--- WORK INSTRUCTIONS ---
Determine which lines of the records include the word "enricher", and copy them.

Stored items:
[Start of section]
//! Stripping of terminal control sequences from text bound for the terminal.

use std::sync::LazyLock;

use regex::Regex;

/// CSI (`ESC [ ... final`), OSC (`ESC ] ... BEL|ESC \`), two-byte Fe escapes,
/// and the shift-out/shift-in control bytes.
#[allow(clippy::expect_used)]
static ESCAPE_SEQUENCES: LazyLock<Regex> = LazyLock::new(|| {
    Regex::new(concat!(
        r"\x1b\[[0-9;?]*[ -/]*[@-~]",
        r"|\x1b\][^\x07\x1b]*(?:\x07|\x1b\\)",
        r"|\x1b[@-Z\\-_]",
        r"|[\x0e\x0f]",
    ))
    .expect("escape sequence pattern is valid")
});

/// Remove escape sequences and normalize line endings to `\n`.
pub fn strip_escape_sequences(text: &str) -> String {
    let stripped = ESCAPE_SEQUENCES.replace_all(text, "");
    stripped.replace("\r\n", "\n").replace('\r', "")
}

/// Longest unfinished escape sequence held back between chunks.
const MAX_HELD: usize = 256;

/// Sanitizes a stream chunk by chunk, without waiting for line ends.
///
/// Only a trailing fragment that may still complete (an unfinished escape
/// sequence, a lone `\r`, a split UTF-8 character) is carried to the next
/// chunk.
#[derive(Debug, Default)]
pub struct StreamSanitizer {
    pending: Vec<u8>,
}

impl StreamSanitizer {
    pub fn new() -> Self {
        Self::default()
    }

    /// Sanitize everything in `chunk` that can no longer change.
    pub fn push(&mut self, chunk: &[u8]) -> String {
        self.pending.extend_from_slice(chunk);
        let ready = self.pending.len() - self.held_len();
        let bytes: Vec<u8> = self.pending.drain(..ready).collect();
        strip_escape_sequences(&String::from_utf8_lossy(&bytes))
    }

    /// Sanitize whatever was held back once the stream has ended.
    pub fn finish(&mut self) -> String {
        let bytes = std::mem::take(&mut self.pending);
        strip_escape_sequences(&String::from_utf8_lossy(&bytes))
    }

    fn held_len(&self) -> usize {
        let bytes = &self.pending;
        let window = bytes.len().saturating_sub(MAX_HELD);
        if let Some(start) =
            (window..bytes.len()).find(|&i| bytes[i] == 0x1b && is_escape_prefix(&bytes[i..]))
        {
            return bytes.len() - start;
        }
        if bytes.last() == Some(&b'\r') {
            return 1;
        }
        split_utf8_len(bytes)
    }
}

/// Whether `tail` (starting at ESC) is an escape sequence still missing its end.
fn is_escape_prefix(tail: &[u8]) -> bool {
    match tail {
        [0x1b] => true,
        [0x1b, b'[', rest @ ..] => rest
            .iter()
            .all(|&b| matches!(b, b'0'..=b'9' | b';' | b'?' | b' '..=b'/')),
        [0x1b, b']', rest @ ..] => match rest.iter().position(|&b| b == 0x07 || b == 0x1b) {
            None => true,
            Some(i) => rest[i] == 0x1b && i + 1 == rest.len(),
        },
        _ => false,
    }
}

/// Length of an incomplete UTF-8 character at the end of `bytes`.
fn split_utf8_len(bytes: &[u8]) -> usize {
    for back in 1..=bytes.len().min(3) {
        let b = bytes[bytes.len() - back];
        if b & 0xC0 == 0x80 {
            continue;
        }
        let width = match b {
            0xF0.. => 4,
            0xE0.. => 3,
            0xC0.. => 2,
            _ => 1,
        };
        return if width > back { back } else { 0 };
    }
    0
}
pub mod run;
pub mod transcript;
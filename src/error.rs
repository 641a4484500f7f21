use std::io;
use std::path::PathBuf;

/// Failures that end a live session.
#[derive(Debug, thiserror::Error)]
pub enum SessionError {
    #[error("metadata must be a JSON object: {0}")]
    InvalidMetadata(String),
    #[error("unable to open session log {}", .path.display())]
    LogOpen {
        path: PathBuf,
        #[source]
        source: io::Error,
    },
    #[error("failed writing session log {}", .path.display())]
    LogWrite {
        path: PathBuf,
        #[source]
        source: io::Error,
    },
    #[error("failed to spawn {program}")]
    Spawn {
        program: String,
        #[source]
        source: io::Error,
    },
    #[error("failed reading agent output")]
    Stream(#[source] io::Error),
    #[error("failed forwarding agent stderr")]
    Output(#[source] io::Error),
    #[error("agent exited unsuccessfully ({}); log kept at {}", describe_exit(.code), .log_path.display())]
    ProcessFailed {
        code: Option<i32>,
        log_path: PathBuf,
    },
}

#[allow(clippy::ref_option)]
fn describe_exit(code: &Option<i32>) -> String {
    match code {
        Some(c) => format!("exit code {c}"),
        None => "terminated by signal".to_string(),
    }
}

/// Failures looking up or reading a persisted transcript.
#[derive(Debug, thiserror::Error)]
pub enum TranscriptError {
    #[error("invalid provider: {0:?}")]
    InvalidProvider(String),
    #[error("invalid session id: {0:?}")]
    InvalidSessionId(String),
    #[error("unsupported provider: {0}")]
    UnsupportedProvider(String),
    #[error("session log not found for provider {provider} and session {session_id}")]
    NotFound {
        provider: String,
        session_id: String,
    },
    #[error("failed to read session log at {}", .path.display())]
    Read {
        path: PathBuf,
        #[source]
        source: io::Error,
    },
}
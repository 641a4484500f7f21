pub mod enricher;
pub mod launcher;
pub mod log;
pub mod pipeline;
pub mod runner;
pub mod state;
use std::io::Write;

use anyhow::{Context, Result};
use serde::Serialize;

use crate::transcript::service::TranscriptService;

/// Which view of a transcript to print.
#[derive(Debug, Clone, Copy, PartialEq, Eq)]
pub enum TranscriptView {
    Events,
    Todos,
    Turns,
    Usage,
}

/// Print one view of a stored session as pretty JSON.
pub fn transcript<W: Write>(
    service: &TranscriptService,
    view: TranscriptView,
    provider: &str,
    session_id: &str,
    mut writer: W,
) -> Result<()> {
    let context = || format!("failed to read transcript for {provider}/{session_id}");
    match view {
        TranscriptView::Events => {
            let events = service
                .full_transcript(provider, session_id)
                .with_context(context)?;
            print_json(&mut writer, &events)
        }
        TranscriptView::Todos => {
            let todos = service
                .todo_list(provider, session_id)
                .with_context(context)?;
            print_json(&mut writer, &todos)
        }
        TranscriptView::Turns => {
            let turns = service.turns(provider, session_id).with_context(context)?;
            print_json(&mut writer, &turns)
        }
        TranscriptView::Usage => {
            let totals = service
                .usage_totals(provider, session_id)
                .with_context(context)?;
            print_json(&mut writer, &totals)
        }
    }
}

fn print_json<W: Write, T: Serialize>(writer: &mut W, value: &T) -> Result<()> {
    let text = serde_json::to_string_pretty(value)?;
    writeln!(writer, "{text}")?;
    writer.flush()?;
    Ok(())
}
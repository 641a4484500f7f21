use std::path::{Path, PathBuf};

use anyhow::{Context, Result};
use serde::{Deserialize, Serialize};

const CONFIG_PATH: &str = ".agent-relay/config.toml";

pub const DEFAULT_MODEL: &str = "gpt-5.1-codex-max";

pub const ENV_SESSION_PATH: &str = "AGENT_RELAY_SESSION_PATH";
pub const ENV_WORKSPACE_PATH: &str = "AGENT_RELAY_WORKSPACE_PATH";
pub const ENV_MODEL: &str = "AGENT_RELAY_MODEL";

/// Relay configuration from `.agent-relay/config.toml`.
#[derive(Debug, Clone, Serialize, Deserialize)]
pub struct Config {
    /// Root of the per-provider session log directories.
    /// Defaults to `$HOME/.agent-relay/sessions`.
    #[serde(default)]
    pub sessions_path: Option<PathBuf>,
    /// Directory the agent runs in. Defaults to the current directory.
    #[serde(default)]
    pub workspace_path: Option<PathBuf>,
    #[serde(default = "default_model")]
    pub model: String,
    /// Reasoning effort passed as `model_reasoning_effort`.
    #[serde(default)]
    pub reasoning: Option<String>,
    #[serde(default)]
    pub templates: Templates,
}

/// Prompt templates. `{TASK}` and `{INSTRUCTIONS}` are substituted verbatim.
#[derive(Debug, Clone, Default, PartialEq, Eq, Serialize, Deserialize)]
pub struct Templates {
    #[serde(default)]
    pub task: Option<String>,
    #[serde(default)]
    pub instructions: Option<String>,
}

fn default_model() -> String {
    DEFAULT_MODEL.to_string()
}

impl Default for Config {
    fn default() -> Self {
        Self {
            sessions_path: None,
            workspace_path: None,
            model: default_model(),
            reasoning: None,
            templates: Templates::default(),
        }
    }
}

impl Config {
    /// Apply environment overrides using `lookup` (normally `std::env::var`).
    pub fn apply_env(&mut self, lookup: impl Fn(&str) -> Option<String>) {
        let non_empty = |key: &str| lookup(key).filter(|v| !v.trim().is_empty());
        if let Some(path) = non_empty(ENV_SESSION_PATH) {
            self.sessions_path = Some(PathBuf::from(path));
        }
        if let Some(path) = non_empty(ENV_WORKSPACE_PATH) {
            self.workspace_path = Some(PathBuf::from(path));
        }
        if let Some(model) = non_empty(ENV_MODEL) {
            self.model = model;
        }
    }

    /// Resolve the sessions root directory. A leading `~` means `$HOME`.
    pub fn sessions_dir(&self) -> Result<PathBuf> {
        self.sessions_dir_in(std::env::var("HOME").ok().as_deref())
    }

    fn sessions_dir_in(&self, home: Option<&str>) -> Result<PathBuf> {
        let home = || {
            home.map(PathBuf::from).ok_or_else(|| {
                anyhow::anyhow!("HOME not set; set sessions_path or {ENV_SESSION_PATH}")
            })
        };
        match &self.sessions_path {
            Some(path) => match path.strip_prefix("~") {
                Ok(rest) => Ok(home()?.join(rest)),
                Err(_) => Ok(path.clone()),
            },
            None => Ok(home()?.join(".agent-relay").join("sessions")),
        }
    }

    pub fn workspace_dir(&self) -> PathBuf {
        self.workspace_path
            .clone()
            .unwrap_or_else(|| PathBuf::from("."))
    }
}

/// Load configuration from `.agent-relay/config.toml` under `base`.
///
/// Falls back to defaults if the file is missing.
pub fn load(base: &Path) -> Result<Config> {
    load_file(&base.join(CONFIG_PATH))
}

/// Load configuration from an explicit file path, defaulting if it is absent.
pub fn load_file(path: &Path) -> Result<Config> {
    if !path.exists() {
        return Ok(Config::default());
    }
    let contents = std::fs::read_to_string(path)
        .with_context(|| format!("failed to read {}", path.display()))?;
    let config: Config =
        toml::from_str(&contents).with_context(|| format!("invalid config {}", path.display()))?;
    Ok(config)
}
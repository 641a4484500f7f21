use std::io;
use std::path::PathBuf;
use std::pin::Pin;
use std::process::Stdio;

use futures::FutureExt;
use futures::future::BoxFuture;
use tokio::io::AsyncRead;

use crate::error::SessionError;

/// What to run and where.
#[derive(Debug, Clone, Default, PartialEq, Eq)]
pub struct LaunchSpec {
    pub program: String,
    pub args: Vec<String>,
    pub cwd: Option<PathBuf>,
    /// Extra environment variables on top of the inherited environment.
    pub env: Vec<(String, String)>,
}

impl LaunchSpec {
    /// The full command line, program first.
    pub fn argv(&self) -> Vec<String> {
        let mut argv = Vec::with_capacity(self.args.len() + 1);
        argv.push(self.program.clone());
        argv.extend(self.args.iter().cloned());
        argv
    }
}

#[derive(Debug, Clone, Copy, PartialEq, Eq)]
pub struct ExitReport {
    /// `None` when the process was terminated by a signal.
    pub code: Option<i32>,
    pub success: bool,
}

impl From<std::process::ExitStatus> for ExitReport {
    fn from(status: std::process::ExitStatus) -> Self {
        Self {
            code: status.code(),
            success: status.success(),
        }
    }
}

pub type ByteStream = Pin<Box<dyn AsyncRead + Send>>;

/// A running agent: its two output streams and a future for its exit.
pub struct Spawned {
    pub stdout: ByteStream,
    pub stderr: ByteStream,
    pub exit: BoxFuture<'static, io::Result<ExitReport>>,
}

/// Starts the agent process.
pub trait Launcher {
    fn spawn(&self, spec: &LaunchSpec) -> Result<Spawned, SessionError>;
}

/// Spawns real child processes with piped stdout/stderr.
///
/// The child is killed if the session drops it before it exits.
#[derive(Debug, Default, Clone, Copy)]
pub struct ProcessLauncher;

impl Launcher for ProcessLauncher {
    fn spawn(&self, spec: &LaunchSpec) -> Result<Spawned, SessionError> {
        let spawn_error = |source| SessionError::Spawn {
            program: spec.program.clone(),
            source,
        };

        let mut cmd = tokio::process::Command::new(&spec.program);
        cmd.args(&spec.args)
            .envs(spec.env.iter().map(|(k, v)| (k, v)))
            .stdin(Stdio::null())
            .stdout(Stdio::piped())
            .stderr(Stdio::piped())
            .kill_on_drop(true);
        if let Some(cwd) = &spec.cwd {
            cmd.current_dir(cwd);
        }

        let mut child = cmd.spawn().map_err(spawn_error)?;
        let stdout = child
            .stdout
            .take()
            .ok_or_else(|| spawn_error(io::Error::other("stdout was not piped")))?;
        let stderr = child
            .stderr
            .take()
            .ok_or_else(|| spawn_error(io::Error::other("stderr was not piped")))?;

        Ok(Spawned {
            stdout: Box::pin(stdout),
            stderr: Box::pin(stderr),
            exit: async move { child.wait().await.map(ExitReport::from) }.boxed(),
        })
    }
}
pub mod renderer;
pub mod sanitize;
pub mod theme;
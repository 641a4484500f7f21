use std::io::Write;

use serde_json::{Map, Value};
use tracing::{debug, info};

use super::enricher::Enricher;
use super::log::SessionLog;
use super::state::SessionIdentity;
use crate::display::renderer::Renderer;
use crate::error::SessionError;
use crate::protocol::parse::{Record, classify_line};
use crate::protocol::types::ThreadEvent;

/// Per-session stdout handling: enrich, log, then render.
///
/// Owns every piece of mutable session state, so nothing here needs locking.
pub struct Pipeline<W: Write> {
    enricher: Enricher,
    log: SessionLog,
    renderer: Renderer<W>,
    identity: SessionIdentity,
}

impl<W: Write> Pipeline<W> {
    pub fn new(
        enricher: Enricher,
        log: SessionLog,
        renderer: Renderer<W>,
        identity: SessionIdentity,
    ) -> Self {
        Self {
            enricher,
            log,
            renderer,
            identity,
        }
    }

    pub fn identity(&self) -> &SessionIdentity {
        &self.identity
    }

    pub fn log(&self) -> &SessionLog {
        &self.log
    }

    /// Log and render the synthetic `thread.request`, if there is one.
    /// Must run before the first line from the agent.
    pub fn begin(&mut self) -> Result<(), SessionError> {
        let Some(event) = self.enricher.request_event() else {
            return Ok(());
        };
        let line = encode(&event).unwrap_or_default();
        self.handle_record(Record::Event {
            line,
            object: event,
        })
    }

    /// Handle one complete stdout line.
    pub fn handle_line(&mut self, line: &str) -> Result<(), SessionError> {
        match classify_line(line) {
            Some(record) => self.handle_record(record),
            None => Ok(()),
        }
    }

    pub fn handle_record(&mut self, record: Record) -> Result<(), SessionError> {
        match record {
            Record::Raw(text) => {
                debug!(line = %text, "passing through non-JSON output");
                self.log.append(&text)?;
                self.renderer.render_raw(&text);
            }
            Record::Event { line, mut object } => {
                let line = if self.enricher.enrich(&mut object) {
                    encode(&object).unwrap_or(line)
                } else {
                    line
                };
                self.log.append(&line)?;

                let event = ThreadEvent::from_object(&object);
                if let ThreadEvent::ThreadStarted(started) | ThreadEvent::ThreadResumed(started) =
                    &event
                    && let Some(id) = started.thread_id.as_deref()
                    && self.identity.discover(id)
                {
                    info!(thread_id = id, "agent reported session id");
                }
                self.renderer.render_event(&event);
            }
        }
        Ok(())
    }

    /// Tear down into the pieces needed to finish the session.
    pub fn into_parts(self) -> (SessionIdentity, SessionLog, Renderer<W>) {
        (self.identity, self.log, self.renderer)
    }
}

fn encode(object: &Map<String, Value>) -> Option<String> {
    serde_json::to_string(object).ok()
}
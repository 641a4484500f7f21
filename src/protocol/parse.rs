use serde_json::{Map, Value};

/// One accepted line of the agent's stdout.
#[derive(Debug, Clone, PartialEq)]
pub enum Record {
    /// A JSON object. `line` is the text as received (minus the line ending).
    Event {
        line: String,
        object: Map<String, Value>,
    },
    /// Anything that is not a JSON object. Passed through verbatim.
    Raw(String),
}

/// Splits a byte stream into lines, carrying incomplete fragments across reads.
///
/// Bytes are buffered rather than decoded per chunk so a multi-byte UTF-8
/// character split across two reads is reassembled before decoding.
#[derive(Debug, Default)]
pub struct LineBuffer {
    pending: Vec<u8>,
}

impl LineBuffer {
    pub fn new() -> Self {
        Self::default()
    }

    /// Append a chunk and return every line it completed.
    pub fn push(&mut self, chunk: &[u8]) -> Vec<String> {
        // Carried-over bytes hold no newline, so only the new chunk is searched.
        let mut search = self.pending.len();
        self.pending.extend_from_slice(chunk);
        let mut lines = Vec::new();
        let mut start = 0;
        while let Some(offset) = self.pending[search..].iter().position(|&b| b == b'\n') {
            let end = search + offset;
            lines.push(decode_line(&self.pending[start..end]));
            start = end + 1;
            search = start;
        }
        self.pending.drain(..start);
        lines
    }

    /// Flush whatever is left once the stream has ended.
    pub fn finish(&mut self) -> Option<String> {
        if self.pending.is_empty() {
            return None;
        }
        let line = decode_line(&self.pending);
        self.pending.clear();
        (!line.trim().is_empty()).then_some(line)
    }
}

fn decode_line(bytes: &[u8]) -> String {
    let bytes = bytes.strip_suffix(b"\r").unwrap_or(bytes);
    String::from_utf8_lossy(bytes).into_owned()
}

/// Classify a single stdout line.
///
/// Returns `None` for blank lines. Lines that are not JSON objects are not an
/// error; they come back as [`Record::Raw`].
pub fn classify_line(line: &str) -> Option<Record> {
    let line = line.trim_end_matches(['\r', '\n']);
    let trimmed = line.trim();
    if trimmed.is_empty() {
        return None;
    }
    match serde_json::from_str::<Value>(trimmed) {
        Ok(Value::Object(object)) => Some(Record::Event {
            line: line.to_string(),
            object,
        }),
        _ => Some(Record::Raw(line.to_string())),
    }
}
[End of section]
--- OUTPUT FOR THIS EXERCISE ---
pub mod enricher;
use super::enricher::Enricher;
    enricher: Enricher,
        enricher: Enricher,
            enricher,
        let Some(event) = self.enricher.request_event() else {
                let line = if self.enricher.enrich(&mut object) {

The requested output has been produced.